Required work:
All lines in the material below that hold "cover" should be found and copied.

Source material:

/---

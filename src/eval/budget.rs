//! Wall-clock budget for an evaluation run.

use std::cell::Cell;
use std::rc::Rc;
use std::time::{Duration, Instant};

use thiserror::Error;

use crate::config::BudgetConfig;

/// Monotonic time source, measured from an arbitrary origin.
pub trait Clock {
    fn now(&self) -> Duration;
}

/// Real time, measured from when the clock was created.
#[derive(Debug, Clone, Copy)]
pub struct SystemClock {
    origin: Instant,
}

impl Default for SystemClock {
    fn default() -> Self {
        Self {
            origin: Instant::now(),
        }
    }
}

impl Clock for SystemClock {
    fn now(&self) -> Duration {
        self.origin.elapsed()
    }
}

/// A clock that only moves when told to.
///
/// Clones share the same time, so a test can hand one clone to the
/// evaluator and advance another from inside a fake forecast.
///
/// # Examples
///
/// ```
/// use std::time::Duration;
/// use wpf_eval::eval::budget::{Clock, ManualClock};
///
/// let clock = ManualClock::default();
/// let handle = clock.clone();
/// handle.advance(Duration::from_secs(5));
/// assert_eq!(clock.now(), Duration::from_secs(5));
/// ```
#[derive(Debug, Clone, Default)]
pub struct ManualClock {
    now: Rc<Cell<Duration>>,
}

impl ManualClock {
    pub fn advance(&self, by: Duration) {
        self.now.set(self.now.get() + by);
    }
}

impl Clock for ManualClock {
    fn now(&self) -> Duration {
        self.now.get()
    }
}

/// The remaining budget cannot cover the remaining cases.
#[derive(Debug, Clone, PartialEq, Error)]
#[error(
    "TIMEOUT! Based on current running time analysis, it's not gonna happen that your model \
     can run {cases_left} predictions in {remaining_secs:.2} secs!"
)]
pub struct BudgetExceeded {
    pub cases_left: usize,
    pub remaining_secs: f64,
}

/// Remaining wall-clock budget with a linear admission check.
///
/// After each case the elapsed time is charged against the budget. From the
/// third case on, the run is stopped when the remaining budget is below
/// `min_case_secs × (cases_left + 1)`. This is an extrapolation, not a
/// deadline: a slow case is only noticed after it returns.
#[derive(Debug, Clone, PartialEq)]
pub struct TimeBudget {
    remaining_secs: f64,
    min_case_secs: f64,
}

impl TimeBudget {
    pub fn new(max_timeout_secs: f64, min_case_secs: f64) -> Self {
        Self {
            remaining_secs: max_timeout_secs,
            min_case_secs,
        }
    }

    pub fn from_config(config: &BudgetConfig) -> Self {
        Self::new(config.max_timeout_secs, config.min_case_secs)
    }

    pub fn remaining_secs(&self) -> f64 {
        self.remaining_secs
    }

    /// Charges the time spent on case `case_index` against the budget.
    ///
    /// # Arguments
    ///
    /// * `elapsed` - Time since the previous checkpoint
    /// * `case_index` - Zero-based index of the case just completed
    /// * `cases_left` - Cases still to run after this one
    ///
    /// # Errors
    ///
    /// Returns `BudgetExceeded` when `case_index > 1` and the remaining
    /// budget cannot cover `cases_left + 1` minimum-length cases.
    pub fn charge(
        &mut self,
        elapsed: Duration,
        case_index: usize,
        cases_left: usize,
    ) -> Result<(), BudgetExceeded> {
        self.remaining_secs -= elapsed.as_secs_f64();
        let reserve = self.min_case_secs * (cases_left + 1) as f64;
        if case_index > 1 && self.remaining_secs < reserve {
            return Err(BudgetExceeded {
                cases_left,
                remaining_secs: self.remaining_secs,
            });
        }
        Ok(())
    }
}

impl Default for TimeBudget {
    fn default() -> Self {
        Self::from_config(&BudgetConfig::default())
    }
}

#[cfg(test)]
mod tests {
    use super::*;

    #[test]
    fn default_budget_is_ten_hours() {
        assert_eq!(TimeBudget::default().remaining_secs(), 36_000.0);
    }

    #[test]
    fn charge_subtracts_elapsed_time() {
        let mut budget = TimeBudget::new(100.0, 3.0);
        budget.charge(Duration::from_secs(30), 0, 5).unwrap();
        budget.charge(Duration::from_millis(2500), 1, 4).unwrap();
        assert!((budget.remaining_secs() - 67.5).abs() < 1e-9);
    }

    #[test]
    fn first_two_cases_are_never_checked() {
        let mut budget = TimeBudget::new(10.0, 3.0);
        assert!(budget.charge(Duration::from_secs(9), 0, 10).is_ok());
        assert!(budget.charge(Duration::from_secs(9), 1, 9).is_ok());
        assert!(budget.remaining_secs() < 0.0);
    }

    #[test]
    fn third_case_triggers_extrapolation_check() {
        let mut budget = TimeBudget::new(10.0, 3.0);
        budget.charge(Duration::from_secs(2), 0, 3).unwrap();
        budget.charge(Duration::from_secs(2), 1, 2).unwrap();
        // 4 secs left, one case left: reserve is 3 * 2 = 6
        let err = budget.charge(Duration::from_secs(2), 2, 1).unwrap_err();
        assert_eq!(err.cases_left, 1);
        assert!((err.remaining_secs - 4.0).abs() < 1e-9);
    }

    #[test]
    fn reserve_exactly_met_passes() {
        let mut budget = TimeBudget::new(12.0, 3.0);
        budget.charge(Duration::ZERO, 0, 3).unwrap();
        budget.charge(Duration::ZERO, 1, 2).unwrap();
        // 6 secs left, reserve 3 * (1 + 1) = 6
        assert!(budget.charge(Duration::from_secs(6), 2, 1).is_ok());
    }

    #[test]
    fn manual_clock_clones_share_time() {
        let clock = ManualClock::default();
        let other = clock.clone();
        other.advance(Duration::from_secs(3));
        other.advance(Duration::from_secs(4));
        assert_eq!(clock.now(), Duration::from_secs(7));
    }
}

\---

Response for this exercise:
/// The remaining budget cannot cover the remaining cases.
    /// budget cannot cover `cases_left + 1` minimum-length cases.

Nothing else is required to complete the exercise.